HYPOTHESIS REGARDING AMYLOID AND ZINC IN THE PATHOGENESIS OF ALZHEIMER-DISEASE - POTENTIAL FOR PREVENTIVE INTERVENTION

In Alzheimer disease (AD) the "primum movens" is amyloid (AM) production within the cerebral cortex. Cerebral AM alone may be asymptomatic. Clinical symptoms (amnesia, instrumental disorders) appear when AM induces neighboring neuritic alterations: paired hellical filaments (PHF), and distant neuronal body lesions: neurofibrillary tangles (NFT), i.e. pathologic synthesis of abnormal proteins.
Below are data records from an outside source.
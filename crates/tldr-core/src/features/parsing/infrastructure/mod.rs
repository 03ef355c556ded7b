pub mod generic_extractor;
//! Blake3 content hashing for the file cache.

use std::fs::File;
use std::io::Read;
use std::path::Path;

use crate::shared::models::error::{CoreError, Result};

/// Hashes a file's bytes in fixed-size chunks rather than reading it whole,
/// so cache verification doesn't spike memory on large files.
pub fn hash_file(path: impl AsRef<Path>) -> Result<String> {
    let path = path.as_ref();
    let mut file = File::open(path)?;
    let mut hasher = blake3::Hasher::new();
    let mut buffer = [0u8; 8192];
    loop {
        let n = file.read(&mut buffer)?;
        if n == 0 {
            break;
        }
        hasher.update(&buffer[..n]);
    }
    Ok(hasher.finalize().to_hex().to_string())
}

pub fn hash_bytes(content: &[u8]) -> String {
    blake3::hash(content).to_hex().to_string()
}

pub fn read_and_hash(path: impl AsRef<Path>) -> Result<(String, String)> {
    let path = path.as_ref();
    let content = std::fs::read_to_string(path)
        .map_err(|e| CoreError::new(crate::shared::models::error::ErrorKind::Io, e.to_string()).with_file(path.display().to_string()))?;
    let hash = hash_bytes(content.as_bytes());
    Ok((content, hash))
}

#[cfg(test)]
mod tests {
    use super::*;

    #[test]
    fn test_hash_bytes_is_stable() {
        assert_eq!(hash_bytes(b"fn main() {}"), hash_bytes(b"fn main() {}"));
        assert_ne!(hash_bytes(b"a"), hash_bytes(b"b"));
    }
}
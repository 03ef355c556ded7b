//! Control-flow graph types.
//!
//! These are shared across the flow-graph builder, the PDG builder, and the
//! `cfg`/`dfg`/`slice` query handlers, so they live here to avoid a
//! dependency cycle between those features.

use serde::{Deserialize, Serialize};

#[derive(Debug, Clone, Copy, PartialEq, Eq, Serialize, Deserialize)]
#[serde(rename_all = "snake_case")]
pub enum CFGBlockKind {
    Entry,
    Exit,
    Basic,
    Condition,
    LoopHeader,
    ContinueTarget,
    BreakTarget,
}

#[derive(Debug, Clone, PartialEq, Serialize, Deserialize)]
pub struct CFGBlock {
    pub id: String,
    pub kind: CFGBlockKind,
    pub statement_ids: Vec<String>,
}

impl CFGBlock {
    pub fn new(id: impl Into<String>, kind: CFGBlockKind) -> Self {
        Self {
            id: id.into(),
            kind,
            statement_ids: Vec::new(),
        }
    }
}

#[derive(Debug, Clone, Copy, PartialEq, Eq, Serialize, Deserialize)]
#[serde(rename_all = "snake_case")]
pub enum CFGEdgeKind {
    FallThrough,
    TrueBranch,
    FalseBranch,
    BackEdge,
    BreakEdge,
    ContinueEdge,
}

#[derive(Debug, Clone, PartialEq, Serialize, Deserialize)]
pub struct CFGEdge {
    pub src_id: String,
    pub dst_id: String,
    pub kind: CFGEdgeKind,
}

impl CFGEdge {
    pub fn new(src_id: impl Into<String>, dst_id: impl Into<String>, kind: CFGEdgeKind) -> Self {
        Self {
            src_id: src_id.into(),
            dst_id: dst_id.into(),
            kind,
        }
    }
}

/// A function's complete control-flow graph.
#[derive(Debug, Clone, PartialEq, Serialize, Deserialize)]
pub struct CFGInfo {
    pub function_name: String,
    pub blocks: Vec<CFGBlock>,
    pub edges: Vec<CFGEdge>,
    pub entry_block_id: String,
    pub exit_block_ids: Vec<String>,
    pub cyclomatic_complexity: i64,
}

impl CFGInfo {
    /// Complexity = E - N + 2, for the single connected component a
    /// function's CFG always forms.
    pub fn compute_complexity(edges: usize, blocks: usize) -> i64 {
        edges as i64 - blocks as i64 + 2
    }

    /// A single-block CFG for languages/extractors that cannot build a
    /// real graph; complexity is 1 per spec.
    pub fn trivial(function_name: impl Into<String>) -> Self {
        let entry = CFGBlock::new("b0", CFGBlockKind::Entry);
        let id = entry.id.clone();
        Self {
            function_name: function_name.into(),
            blocks: vec![entry],
            edges: Vec::new(),
            entry_block_id: id.clone(),
            exit_block_ids: vec![id],
            cyclomatic_complexity: 1,
        }
    }
}

#[cfg(test)]
mod tests {
    use super::*;

    #[test]
    fn test_complexity_linear() {
        // entry -> exit: 1 edge, 2 blocks => 1 - 2 + 2 = 1
        assert_eq!(CFGInfo::compute_complexity(1, 2), 1);
    }

    #[test]
    fn test_trivial_cfg_complexity_one() {
        let cfg = CFGInfo::trivial("f");
        assert_eq!(cfg.cyclomatic_complexity, 1);
        assert_eq!(cfg.blocks.len(), 1);
    }
}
The timing for these inductions should be equal to the survival after the onset of amnesia: a mean of 14 months for the induction of the peri-AM neuritic alterations and a mean of 52 months for the induction of the distant to AM NFT in the hippocampic neuronal bodies. We postulate that the AM induces this neuronal pathology by producing functional zinc deficiency. The hippocampal zinc decreases in AD. The mechanism of the AM-induced zinc deficiency may be the following: the AM is formed within the walls of capillaries (senile plaques), disturbs the blood-brain barrier (BBB) and toxic metals (i.e., iron, aluminum, mercury) may enter in the cerebral cortex, where they displace the zinc in some enzymes. NFT and neuronal dysfunction may be produced by deficiency of the following zinc enzymes: (a) those of DNA metabolism, inducing abnormal DNA in the neurons and therefore abnormal protein synthesis, PHF-NFT; (b) those of glutamate (GLU) dehydrogenase (which catabolizes GLU), resulting in an excitotoxic increase of GLU; (c) those of neuronal detoxification, superoxydedismutase, carbonic anhydrase, and lactate dehydrogenase leading to neuronal toxicity. During the window between AM formation and PHF-NFT production (14-52 months), a zinc complex crossing the BBB may be useful to prevent AM of producing PHF-NFT, and also to normalize neuronal detoxification. By the zinc treatment, AM should remain asymptomatic and clinical dementia should be prevented.